The Titanic was designed to comply with the Grade 1 subdivision proposed by the 1891 Bulkhead Committee, meaning that it could stay afloat with any two adjoining out of its 16 main compartments open to the sea. The height of the bulkhead deck above the water line in flooded condition was well above the requirements, and the vessel would have been able to float with 3 adjoining compartments flooded in 11 of 14 possible combinations. [6] The subdivisions could be sealed from communication with each other with cast iron watertight doors. To somewhat lower the chance of a sailor being caught in them, a geared system dropped the doors gradually, over 25 to 30 seconds, by sliding them vertically on hydraulic cataract cylinders. [7]
The first unqualified assertion of Titanic's unsinkability appeared in The New York Times on 16 April 1912, a day after the tragedy. Philip A. S. Franklin, vice president of the International Mercantile Marine Company (White Star Line's holding company) stated after being told of the sinking, "I thought her unsinkable, and I based my opinion on the best expert advice available. I do not understand it." [8] This comment was seized upon by the press, and the idea that the White Star Line had previously declared Titanic unsinkable (without qualification) gained immediate and widespread currency. [9]

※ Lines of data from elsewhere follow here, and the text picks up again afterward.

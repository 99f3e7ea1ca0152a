//! Access to the hierarchical input data.
//!
//! Result files are laid out as a tree: the top level is indexed by time level (`"0"`, `"1"`,
//! ...), each level contains named basis groups, and a basis group may carry a `basis` subgroup
//! with one serialized geometry block per patch and a `fields` subgroup with one array per field
//! and patch. Patch indices are 1-based in storage and 0-based everywhere in this crate.
//!
//! Parsing the actual file format lives outside this crate. Anything that can answer the
//! questions of [`Container`] can be converted; [`MemoryContainer`] is the in-memory
//! implementation.
//!
//! Inputs on disk are opened through an explicit registry ([`CONTAINERS`]). The one built in
//! entry reads a directory laid out like the tree above:
//!
//! ```text
//! <root>/<level>/time                             physical time (optional)
//! <root>/<level>/<basis>/basis/<patch>            G2 text
//! <root>/<level>/<basis>/fields/<field>/<patch>   whitespace separated reals
//! ```

use crate::Error;
use indexmap::IndexMap;
use std::fs;
use std::path::{Path, PathBuf};

pub trait Container {
    /// number of time levels in the file
    fn nlevels(&self) -> usize;

    /// names of the basis groups present at a level, in storage order
    fn bases(&self, level: usize) -> Vec<String>;

    /// number of geometry blocks stored for the basis at exactly this level, or `None` if the
    /// basis group has no geometry subgroup at this level
    fn geometry_count(&self, level: usize, basis: &str) -> Option<usize>;

    /// raw (text encoded) geometry block of a patch
    fn geometry(&self, level: usize, basis: &str, patch: usize) -> Result<Vec<u8>, Error>;

    /// names of the fields stored under the basis at this level
    fn fields(&self, level: usize, basis: &str) -> Vec<String>;

    /// raw coefficients of a field on a patch, flattened with the components fastest
    fn field(&self, level: usize, basis: &str, field: &str, patch: usize)
        -> Result<Vec<f64>, Error>;

    /// physical time of a level, if the file records one
    fn time(&self, _level: usize) -> Option<f64> {
        None
    }
}

macro_rules! forward_container {
    ($ty:ty) => {
        impl<C: Container + ?Sized> Container for $ty {
            fn nlevels(&self) -> usize {
                (**self).nlevels()
            }

            fn bases(&self, level: usize) -> Vec<String> {
                (**self).bases(level)
            }

            fn geometry_count(&self, level: usize, basis: &str) -> Option<usize> {
                (**self).geometry_count(level, basis)
            }

            fn geometry(&self, level: usize, basis: &str, patch: usize) -> Result<Vec<u8>, Error> {
                (**self).geometry(level, basis, patch)
            }

            fn fields(&self, level: usize, basis: &str) -> Vec<String> {
                (**self).fields(level, basis)
            }

            fn field(
                &self,
                level: usize,
                basis: &str,
                field: &str,
                patch: usize,
            ) -> Result<Vec<f64>, Error> {
                (**self).field(level, basis, field, patch)
            }

            fn time(&self, level: usize) -> Option<f64> {
                (**self).time(level)
            }
        }
    };
}

forward_container!(&C);
forward_container!(Box<C>);

/// opens the input at a path
pub type Opener = fn(&Path) -> Result<Box<dyn Container>, Error>;

pub struct ContainerEntry {
    pub name: &'static str,
    pub applicable: fn(&Path) -> bool,
    pub open: Opener,
}

/// all input containers, in the order they are tried
pub const CONTAINERS: &[ContainerEntry] = &[ContainerEntry {
    name: "directory tree",
    applicable: |path| path.is_dir(),
    open: open_dir,
}];

/// the first registered container that can read `path`
pub fn find_applicable(path: &Path) -> Result<&'static ContainerEntry, Error> {
    for entry in CONTAINERS {
        if (entry.applicable)(path) {
            log::info!("Using container: {}", entry.name);
            return Ok(entry);
        }
        log::debug!("Rejecting container: {}", entry.name);
    }
    Err(Error::UnknownInput(path.to_path_buf()))
}

/// open the input at `path` with the first applicable container
pub fn open(path: &Path) -> Result<Box<dyn Container>, Error> {
    let entry = find_applicable(path)?;
    (entry.open)(path)
}

fn open_dir(path: &Path) -> Result<Box<dyn Container>, Error> {
    Ok(Box::new(MemoryContainer::from_dir(path)?))
}

/// entries of `dir` named by an integer, in numeric order
fn numbered_entries(dir: &Path) -> Result<Vec<(usize, PathBuf)>, Error> {
    let mut entries = Vec::new();
    for entry in fs::read_dir(dir)? {
        let path = entry?.path();
        let number = path
            .file_name()
            .and_then(|name| name.to_str())
            .and_then(|name| name.parse().ok());
        if let Some(number) = number {
            entries.push((number, path));
        }
    }
    entries.sort();
    Ok(entries)
}

/// subdirectories of `dir` by name, sorted
fn named_dirs(dir: &Path) -> Result<Vec<(String, PathBuf)>, Error> {
    let mut dirs = Vec::new();
    for entry in fs::read_dir(dir)? {
        let path = entry?.path();
        if !path.is_dir() {
            continue;
        }
        if let Some(name) = path.file_name().and_then(|name| name.to_str()) {
            dirs.push((name.to_string(), path.clone()));
        }
    }
    dirs.sort();
    Ok(dirs)
}

fn read_reals(path: &Path) -> Result<Vec<f64>, Error> {
    fs::read_to_string(path)?
        .split_ascii_whitespace()
        .map(|token| {
            token.parse().map_err(|_| Error::InvalidInput {
                path: path.to_path_buf(),
                reason: format!("`{}` is not a real number", token),
            })
        })
        .collect()
}

#[derive(Debug, Clone, Default, PartialEq)]
struct BasisGroup {
    geometry: Option<Vec<Vec<u8>>>,
    fields: IndexMap<String, Vec<Vec<f64>>>,
}

#[derive(Debug, Clone, Default, PartialEq)]
struct Level {
    time: Option<f64>,
    bases: IndexMap<String, BasisGroup>,
}

/// A [`Container`] held entirely in memory.
///
/// Levels are created on demand: inserting data at level 3 into an empty container creates
/// levels 0 through 3.
#[derive(Debug, Clone, Default, PartialEq)]
pub struct MemoryContainer {
    levels: Vec<Level>,
}

impl MemoryContainer {
    pub fn new() -> Self {
        Self::default()
    }

    fn level_mut(&mut self, level: usize) -> &mut Level {
        if self.levels.len() <= level {
            self.levels.resize_with(level + 1, Level::default);
        }
        &mut self.levels[level]
    }

    fn group(&self, level: usize, basis: &str) -> Option<&BasisGroup> {
        self.levels.get(level).and_then(|l| l.bases.get(basis))
    }

    /// register an (empty) basis group at a level
    pub fn insert_basis(&mut self, level: usize, basis: &str) -> &mut Self {
        self.level_mut(level)
            .bases
            .entry(basis.to_string())
            .or_default();
        self
    }

    /// store the geometry blocks of every patch of a basis at a level
    pub fn insert_geometry<T: Into<Vec<u8>>>(
        &mut self,
        level: usize,
        basis: &str,
        blocks: Vec<T>,
    ) -> &mut Self {
        let blocks = blocks.into_iter().map(Into::into).collect();
        self.level_mut(level)
            .bases
            .entry(basis.to_string())
            .or_default()
            .geometry = Some(blocks);
        self
    }

    /// store the coefficients of a field on every patch of a basis at a level
    pub fn insert_field(
        &mut self,
        level: usize,
        basis: &str,
        field: &str,
        patches: Vec<Vec<f64>>,
    ) -> &mut Self {
        self.level_mut(level)
            .bases
            .entry(basis.to_string())
            .or_default()
            .fields
            .insert(field.to_string(), patches);
        self
    }

    pub fn set_time(&mut self, level: usize, time: f64) -> &mut Self {
        self.level_mut(level).time = Some(time);
        self
    }

    /// load a directory tree, see the [module documentation](self) for the layout
    ///
    /// levels, bases and fields with names that do not fit the layout are skipped. Patches are
    /// taken in the numeric order of their file names.
    pub fn from_dir(root: &Path) -> Result<Self, Error> {
        let mut container = Self::new();
        for (level, dir) in numbered_entries(root)? {
            if !dir.is_dir() {
                continue;
            }
            container.level_mut(level);

            let time = dir.join("time");
            if time.is_file() {
                let value = read_reals(&time)?.first().copied().ok_or_else(|| {
                    Error::InvalidInput {
                        path: time.clone(),
                        reason: "no time value".to_string(),
                    }
                })?;
                container.set_time(level, value);
            }

            for (basis, group) in named_dirs(&dir)? {
                container.insert_basis(level, &basis);

                let geometry = group.join("basis");
                if geometry.is_dir() {
                    let blocks = numbered_entries(&geometry)?
                        .into_iter()
                        .map(|(_, path)| fs::read(path))
                        .collect::<Result<Vec<_>, _>>()?;
                    container.insert_geometry(level, &basis, blocks);
                }

                let fields = group.join("fields");
                if fields.is_dir() {
                    for (field, patches) in named_dirs(&fields)? {
                        let data = numbered_entries(&patches)?
                            .iter()
                            .map(|(_, path)| read_reals(path))
                            .collect::<Result<Vec<_>, _>>()?;
                        container.insert_field(level, &basis, &field, data);
                    }
                }
            }
            log::debug!("Loaded level {} from {}", level, dir.display());
        }
        Ok(container)
    }
}

impl Container for MemoryContainer {
    fn nlevels(&self) -> usize {
        self.levels.len()
    }

    fn bases(&self, level: usize) -> Vec<String> {
        self.levels
            .get(level)
            .map(|l| l.bases.keys().cloned().collect())
            .unwrap_or_default()
    }

    fn geometry_count(&self, level: usize, basis: &str) -> Option<usize> {
        self.group(level, basis)
            .and_then(|g| g.geometry.as_ref())
            .map(Vec::len)
    }

    fn geometry(&self, level: usize, basis: &str, patch: usize) -> Result<Vec<u8>, Error> {
        self.group(level, basis)
            .and_then(|g| g.geometry.as_ref())
            .and_then(|blocks| blocks.get(patch))
            .cloned()
            .ok_or_else(|| Error::MissingData(format!("{}/{}/basis/{}", level, basis, patch + 1)))
    }

    fn fields(&self, level: usize, basis: &str) -> Vec<String> {
        self.group(level, basis)
            .map(|g| g.fields.keys().cloned().collect())
            .unwrap_or_default()
    }

    fn field(
        &self,
        level: usize,
        basis: &str,
        field: &str,
        patch: usize,
    ) -> Result<Vec<f64>, Error> {
        self.group(level, basis)
            .and_then(|g| g.fields.get(field))
            .and_then(|patches| patches.get(patch))
            .cloned()
            .ok_or_else(|| {
                Error::MissingData(format!("{}/{}/fields/{}/{}", level, basis, field, patch + 1))
            })
    }

    fn time(&self, level: usize) -> Option<f64> {
        self.levels.get(level).and_then(|l| l.time)
    }
}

An often-quoted story that has been blurred between fact and fiction states that the first person to receive news of the sinking was David Sarnoff, who would later lead media giant RCA. In modified versions of this legend, Sarnoff was not the first to hear the news (though Sarnoff willingly promoted this notion), but he and others did staff the Marconi wireless station (telegraph) atop the Wanamaker Department Store in New York City, and for three days, relayed news of the disaster and names of survivors to people waiting outside. However, even this version lacks support in contemporary accounts. No newspapers of the time, for example, mention Sarnoff. Given the absence of primary evidence, the story of Sarnoff should be properly regarded as a legend. [10] [11] [12] [13] [14]

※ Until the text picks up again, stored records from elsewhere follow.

//! Turning evaluated structured grids into nodes and cells.
//!
//! A patch evaluated on its grid gives an array of shape `(n_1, ..., n_d, 3)`. The nodes are that
//! array flattened in row-major order (first grid axis slowest) and every unit cell of the grid
//! becomes one line, quadrilateral or hexahedron. Hexahedra follow the VTK vertex order: the
//! bottom face counter-clockwise, then the top face in the same order.

use crate::geometry::{CellType, UnstructuredPatch};
use crate::prelude::*;
use ndarray::{Array2, ArrayD};

/// row-major index of a grid point
#[inline]
fn ravel(index: &[usize], shape: &[usize]) -> usize {
    index
        .iter()
        .zip(shape.iter())
        .fold(0, |acc, (i, n)| acc * n + i)
}

/// connectivity of a structured grid with `shape` nodes along each axis
///
/// an axis with a single node has no cells along it, so such a grid has no elements
pub fn elements(shape: &[usize]) -> Array2<usize> {
    let cells: Vec<usize> = shape.iter().map(|n| n.saturating_sub(1)).collect();
    let num_cells: usize = cells.iter().product();
    let mut out = Vec::with_capacity(num_cells << shape.len());

    match shape.len() {
        1 => {
            for i in 0..cells[0] {
                out.extend([i, i + 1]);
            }
        }
        2 => {
            for i in 0..cells[0] {
                for j in 0..cells[1] {
                    out.extend([
                        ravel(&[i, j], shape),
                        ravel(&[i + 1, j], shape),
                        ravel(&[i + 1, j + 1], shape),
                        ravel(&[i, j + 1], shape),
                    ]);
                }
            }
        }
        3 => {
            for i in 0..cells[0] {
                for j in 0..cells[1] {
                    for k in 0..cells[2] {
                        out.extend([
                            ravel(&[i, j, k], shape),
                            ravel(&[i + 1, j, k], shape),
                            ravel(&[i + 1, j + 1, k], shape),
                            ravel(&[i, j + 1, k], shape),
                            ravel(&[i, j, k + 1], shape),
                            ravel(&[i + 1, j, k + 1], shape),
                            ravel(&[i + 1, j + 1, k + 1], shape),
                            ravel(&[i, j + 1, k + 1], shape),
                        ]);
                    }
                }
            }
        }
        _ => {}
    }

    let width = 1 << shape.len();
    let rows = out.len() / width;
    Array2::from_shape_vec((rows, width), out).unwrap_or_else(|_| Array2::zeros((0, width)))
}

/// flatten evaluated nodes of shape `(n_1, ..., n_d, components)` and build their cells
pub fn tesselate(nodes: ArrayD<f64>) -> Result<UnstructuredPatch, Error> {
    let pardim = nodes.ndim().saturating_sub(1);
    let celltype = CellType::from_pardim(pardim).ok_or_else(|| {
        Error::Spline(format!(
            "cannot tesselate a grid of parametric dimension {}",
            pardim
        ))
    })?;

    let shape = nodes.shape()[..pardim].to_vec();
    let components = nodes.shape()[pardim];
    let num_nodes = shape.iter().product();

    let nodes = nodes
        .as_standard_layout()
        .into_owned()
        .into_shape((num_nodes, components))?;

    Ok(UnstructuredPatch::new(nodes, elements(&shape), celltype))
}

#[cfg(test)]
mod tests {
    use super::*;
    use ndarray::IxDyn;

    #[test]
    fn single_hexahedron() {
        let cells = elements(&[2, 2, 2]);
        assert_eq!(cells.dim(), (1, 8));
        assert_eq!(cells.row(0).to_vec(), vec![0, 4, 6, 2, 1, 5, 7, 3]);
    }

    #[test]
    fn quads_on_three_by_three() {
        let cells = elements(&[3, 3]);
        assert_eq!(cells.dim(), (4, 4));
        assert_eq!(cells.row(0).to_vec(), vec![0, 3, 4, 1]);
        assert_eq!(cells.row(1).to_vec(), vec![1, 4, 5, 2]);
        assert_eq!(cells.row(3).to_vec(), vec![4, 7, 8, 5]);
    }

    #[test]
    fn lines() {
        let cells = elements(&[4]);
        assert_eq!(cells, ndarray::arr2(&[[0, 1], [1, 2], [2, 3]]));
    }

    #[test]
    fn degenerate_axis_has_no_cells() {
        assert_eq!(elements(&[1, 5]).dim(), (0, 4));
        assert_eq!(elements(&[3, 1, 2]).dim(), (0, 8));
        assert_eq!(elements(&[1]).dim(), (0, 2));
    }

    #[test]
    fn nodes_flattened_row_major() {
        let values: Vec<f64> = (0..2 * 3 * 3).map(|v| v as f64).collect();
        let nodes = ArrayD::from_shape_vec(IxDyn(&[2, 3, 3]), values).unwrap();

        let mesh = tesselate(nodes).unwrap();
        assert_eq!(mesh.celltype, CellType::Quad);
        assert_eq!(mesh.num_nodes(), 6);
        assert_eq!(mesh.num_cells(), 2);
        assert_eq!(mesh.nodes.row(4).to_vec(), vec![12., 13., 14.]);
    }

    #[test]
    fn rejects_flat_arrays() {
        let nodes = ArrayD::<f64>::zeros(IxDyn(&[3]));
        assert!(tesselate(nodes).is_err());
    }
}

Despite popular belief, the sinking of Titanic was not the first time the internationally recognised Morse code distress signal "SOS" was used. The SOS signal was first proposed at the International Conference on Wireless Communication at Sea in Berlin in 1906. It was ratified by the international community in 1908 and had been in widespread use since then. However, the SOS signal was rarely used by British wireless operators, who preferred the older CQD code. First Wireless Operator Jack Phillips began transmitting CQD until Second Wireless Operator Harold Bride half jokingly suggested, "Send SOS; it's the new call, and this may be your last chance to send it." Phillips then began to intersperse SOS with the traditional CQD call. [15]
There are reports that, in 1936, a ham radio operator named Gordon Cosgrave claimed to be receiving long delayed echo SOS messages from the Carpathia and Titanic 24 years after their transmission. [16] [17]

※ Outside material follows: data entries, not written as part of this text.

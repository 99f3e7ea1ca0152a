//! VTK XML unstructured grid files (`.vtu`)

use super::{step_filename, Grid, MeshState, Numeric};
use crate::geometry::UnstructuredPatch;
use crate::prelude::*;
use crate::writer::Writer;

use quick_xml::events::{BytesDecl, BytesEnd, BytesStart, BytesText, Event};
use quick_xml::Writer as XmlWriter;

use std::fs::File;
use std::io::BufWriter;
use std::path::{Path, PathBuf};

/// Writes one `.vtu` file per step, named `<stem>-<step>.vtu`
#[derive(Debug, Clone)]
pub struct VtuWriter {
    path: PathBuf,
    mode: OutputMode,
    pub(crate) state: MeshState,
}

impl VtuWriter {
    /// all output modes are supported
    pub fn new(path: &Path, config: &Config) -> Result<Self, Error> {
        Ok(Self {
            path: path.to_path_buf(),
            mode: config.output_mode,
            state: MeshState::default(),
        })
    }

    /// the file the current step is written to
    pub fn current_filename(&self) -> PathBuf {
        step_filename(&self.path, self.state.step())
    }

    /// write the current step to an explicit location
    pub(crate) fn finalize_to(&mut self, filename: &Path) -> Result<(), Error> {
        let grid = self.state.assemble()?;
        let file = BufWriter::new(File::create(filename)?);
        write_vtu(file, &grid, self.mode)?;
        log::info!("{}", filename.display());
        self.state.next_step();
        Ok(())
    }
}

pub(crate) fn create(path: &Path, config: &Config) -> Result<Box<dyn Writer>, Error> {
    Ok(Box::new(VtuWriter::new(path, config)?))
}

impl Writer for VtuWriter {
    fn update_geometry(&mut self, patch: UnstructuredPatch, patch_id: PatchId) -> Result<(), Error> {
        self.state.update_geometry(patch, patch_id);
        Ok(())
    }

    fn remove_geometry(&mut self, patch_id: PatchId) -> Result<(), Error> {
        self.state.remove_geometry(patch_id);
        Ok(())
    }

    fn update_field(
        &mut self,
        name: &str,
        data: Array2<f64>,
        cells: bool,
        patch_id: PatchId,
    ) -> Result<(), Error> {
        self.state.update_field(name, data, cells, patch_id);
        Ok(())
    }

    fn add_time(&mut self, time: f64) -> Result<(), Error> {
        self.state.add_time(time);
        Ok(())
    }

    fn finalize_step(&mut self) -> Result<(), Error> {
        let filename = self.current_filename();
        self.finalize_to(&filename)
    }
}

/// the encoding to use when writing a dataarray
#[derive(Debug, Clone, Copy, PartialEq, Eq)]
pub(crate) enum Encoding {
    Ascii,
    Base64,
    Appended,
}

impl Encoding {
    fn to_str(self) -> &'static str {
        match self {
            Self::Ascii => "ascii",
            Self::Base64 => "binary",
            Self::Appended => "appended",
        }
    }
}

impl From<OutputMode> for Encoding {
    fn from(mode: OutputMode) -> Self {
        match mode {
            OutputMode::Ascii => Self::Ascii,
            OutputMode::Binary => Self::Base64,
            OutputMode::Appended => Self::Appended,
        }
    }
}

/// raw binary blocks collected while writing the headers of appended arrays
#[derive(Debug, Default)]
struct AppendedData {
    bytes: Vec<u8>,
}

impl AppendedData {
    /// add a block and return its offset
    fn push<N: Numeric>(&mut self, values: &[N]) -> usize {
        let offset = self.bytes.len();
        push_block(&mut self.bytes, values);
        offset
    }
}

/// a UInt64 byte count followed by the little endian values
fn push_block<N: Numeric>(bytes: &mut Vec<u8>, values: &[N]) {
    let size = (values.len() * std::mem::size_of::<N>()) as u64;
    bytes.extend_from_slice(&size.to_le_bytes());
    values.iter().for_each(|v| v.extend_le_bytes(bytes));
}

/// Serialize a grid as a VTK XML unstructured grid
pub fn write_vtu<W: Write>(inner: W, grid: &Grid, mode: OutputMode) -> Result<(), Error> {
    let mut writer = XmlWriter::new_with_indent(inner, b' ', 2);
    let encoding = Encoding::from(mode);
    let mut appended = AppendedData::default();

    writer.write_event(Event::Decl(BytesDecl::new("1.0", None, None)))?;

    let mut root = BytesStart::new("VTKFile");
    root.push_attribute(("type", "UnstructuredGrid"));
    root.push_attribute(("version", "1.0"));
    root.push_attribute(("byte_order", "LittleEndian"));
    root.push_attribute(("header_type", "UInt64"));
    writer.write_event(Event::Start(root))?;
    writer.write_event(Event::Start(BytesStart::new("UnstructuredGrid")))?;

    let mut piece = BytesStart::new("Piece");
    piece.push_attribute(("NumberOfPoints", grid.num_points().to_string().as_str()));
    piece.push_attribute(("NumberOfCells", grid.num_cells().to_string().as_str()));
    writer.write_event(Event::Start(piece))?;

    for (section, arrays) in [("PointData", &grid.point_data), ("CellData", &grid.cell_data)] {
        writer.write_event(Event::Start(BytesStart::new(section)))?;
        for (name, data) in arrays {
            let values: Vec<f64> = data.iter().copied().collect();
            write_dataarray(&mut writer, name, data.ncols(), &values, encoding, &mut appended)?;
        }
        writer.write_event(Event::End(BytesEnd::new(section)))?;
    }

    writer.write_event(Event::Start(BytesStart::new("Points")))?;
    let points: Vec<f64> = grid.points.iter().copied().collect();
    write_dataarray(&mut writer, "Points", 3, &points, encoding, &mut appended)?;
    writer.write_event(Event::End(BytesEnd::new("Points")))?;

    writer.write_event(Event::Start(BytesStart::new("Cells")))?;
    let connectivity = super::cast_indices::<i64>(&grid.connectivity)?;
    let offsets = super::cast_indices::<i64>(&grid.offsets)?;
    write_dataarray(&mut writer, "connectivity", 1, &connectivity, encoding, &mut appended)?;
    write_dataarray(&mut writer, "offsets", 1, &offsets, encoding, &mut appended)?;
    write_dataarray(&mut writer, "types", 1, &grid.types, encoding, &mut appended)?;
    writer.write_event(Event::End(BytesEnd::new("Cells")))?;

    writer.write_event(Event::End(BytesEnd::new("Piece")))?;
    writer.write_event(Event::End(BytesEnd::new("UnstructuredGrid")))?;

    if encoding == Encoding::Appended {
        let mut header = BytesStart::new("AppendedData");
        header.push_attribute(("encoding", "raw"));
        writer.write_event(Event::Start(header))?;

        let inner = writer.inner();
        inner.write_all(b"\n_")?;
        inner.write_all(&appended.bytes)?;
        inner.write_all(b"\n")?;

        writer.write_event(Event::End(BytesEnd::new("AppendedData")))?;
    }

    writer.write_event(Event::End(BytesEnd::new("VTKFile")))?;
    writer.inner().flush()?;

    Ok(())
}

fn write_dataarray<W: Write, N: Numeric>(
    writer: &mut XmlWriter<W>,
    name: &str,
    components: usize,
    values: &[N],
    encoding: Encoding,
    appended: &mut AppendedData,
) -> Result<(), Error> {
    let mut header = BytesStart::new("DataArray");
    header.push_attribute(("type", N::XML_TYPE));
    header.push_attribute(("Name", name));
    header.push_attribute(("NumberOfComponents", components.to_string().as_str()));
    header.push_attribute(("format", encoding.to_str()));

    match encoding {
        Encoding::Appended => {
            let offset = appended.push(values);
            header.push_attribute(("offset", offset.to_string().as_str()));
            writer.write_event(Event::Empty(header))?;
        }
        Encoding::Ascii => {
            writer.write_event(Event::Start(header))?;
            let mut data = String::new();
            for (i, value) in values.iter().enumerate() {
                if i > 0 {
                    data.push(' ');
                }
                value.push_ascii(&mut data);
            }
            writer.write_event(Event::Text(BytesText::new(&data)))?;
            writer.write_event(Event::End(BytesEnd::new("DataArray")))?;
        }
        Encoding::Base64 => {
            writer.write_event(Event::Start(header))?;
            let mut bytes = Vec::with_capacity(8 + values.len() * std::mem::size_of::<N>());
            push_block(&mut bytes, values);
            let data = base64::encode(bytes.as_slice());
            writer.write_event(Event::Text(BytesText::new(&data)))?;
            writer.write_event(Event::End(BytesEnd::new("DataArray")))?;
        }
    }
    Ok(())
}

#[cfg(test)]
mod tests {
    use super::*;
    use crate::geometry::CellType;
    use ndarray::arr2;

    fn grid() -> Grid {
        let mut state = MeshState::default();
        state.update_geometry(
            UnstructuredPatch::new(
                arr2(&[[0., 0., 0.], [1., 0., 0.], [0., 1., 0.], [1., 1., 0.]]),
                arr2(&[[0, 1, 3, 2]]),
                CellType::Quad,
            ),
            PatchId(0),
        );
        state.update_field("p", arr2(&[[1.5], [f64::NAN], [0.], [2.]]), false, PatchId(0));
        state.update_field("e", arr2(&[[7.]]), true, PatchId(0));
        state.assemble().unwrap()
    }

    fn render(mode: OutputMode) -> String {
        let mut out = Vec::new();
        write_vtu(&mut out, &grid(), mode).unwrap();
        String::from_utf8_lossy(&out).into_owned()
    }

    #[test]
    fn ascii_arrays() {
        let text = render(OutputMode::Ascii);
        assert!(text.starts_with("<?xml version=\"1.0\"?>"));
        assert!(text.contains("type=\"UnstructuredGrid\""));
        assert!(text.contains("header_type=\"UInt64\""));
        assert!(text.contains("NumberOfPoints=\"4\" NumberOfCells=\"1\""));
        assert!(text.contains("1.5 NaN 0.0 2.0"));
        assert!(text.contains("0 1 3 2"));
        assert!(text.contains("Name=\"types\" NumberOfComponents=\"1\" format=\"ascii\">9<"));
        assert!(text.contains("<CellData>"));
    }

    #[test]
    fn base64_arrays() {
        let text = render(OutputMode::Binary);
        let mut block = Vec::new();
        push_block(&mut block, &[9u8]);
        assert!(text.contains(&base64::encode(&block)));
        assert!(text.contains("format=\"binary\""));
        assert!(!text.contains("AppendedData"));
    }

    #[test]
    fn appended_offsets() {
        let mut out = Vec::new();
        write_vtu(&mut out, &grid(), OutputMode::Appended).unwrap();
        let text = String::from_utf8_lossy(&out);

        // point data (4 doubles), cell data (1 double), then points (12 doubles)
        assert!(text.contains("Name=\"p\" NumberOfComponents=\"1\" format=\"appended\" offset=\"0\""));
        assert!(text.contains("Name=\"e\" NumberOfComponents=\"1\" format=\"appended\" offset=\"40\""));
        assert!(text.contains("Name=\"Points\" NumberOfComponents=\"3\" format=\"appended\" offset=\"56\""));
        assert!(text.contains("<AppendedData encoding=\"raw\">"));

        // NaN survives bit for bit
        let start = out.windows(2).position(|w| w == b"\n_").unwrap() + 2;
        let second = &out[start + 16..start + 24];
        assert_eq!(
            f64::from_le_bytes(second.try_into().unwrap()).to_bits(),
            f64::NAN.to_bits()
        );
    }
}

One of the most famous stories regarding the Titanic is that of the ship's band. On 15 April, the eight-member band, led by Wallace Hartley, had assembled in the first-class lounge in an effort to keep passengers calm and upbeat. Later they moved on to the forward half of the boat deck. The band continued playing, even when it became apparent the ship was going to sink, and all members perished. [18]
There has been much speculation about what their last song was. [19] A first-class Canadian passenger, Vera Dick, and several other passengers, alleged that the final tune played was that of the hymn "Nearer, My God, to Thee". [20] Hartley reportedly once said to a friend if he were on a sinking ship, "Nearer, My God, to Thee" would be one of the songs he would play. [21] But Walter Lord's book A Night to Remember popularised wireless operator Harold Bride's 1912 account (TheNew York Times) that he heard the song "Autumn" before the ship sank. [22] It is considered Bride either meant the hymn tune by François Barthélemon known as Autumn or the tune of the then-popular waltz "Songe d'Automne (Dream of Autumn)" by Archibald Joyce. Autumn was not included in the White Star Line's repertoire book, but "Songe d'Automne" was. [21] [23] Bride is one of only two witnesses who were close enough to the band, as he floated off the deck before the ship went down. Some consider his statement to be reliable. Dick had left by lifeboat an hour and 20 minutes earlier and could not possibly have heard the band's final moments. The notion that the band played "Nearer, My God, to Thee" as a swan song is possibly a myth originating from the wrecking of SS Valencia, which had received wide press coverage in Canada in 1906 and so may have influenced Dick's recollection. [2]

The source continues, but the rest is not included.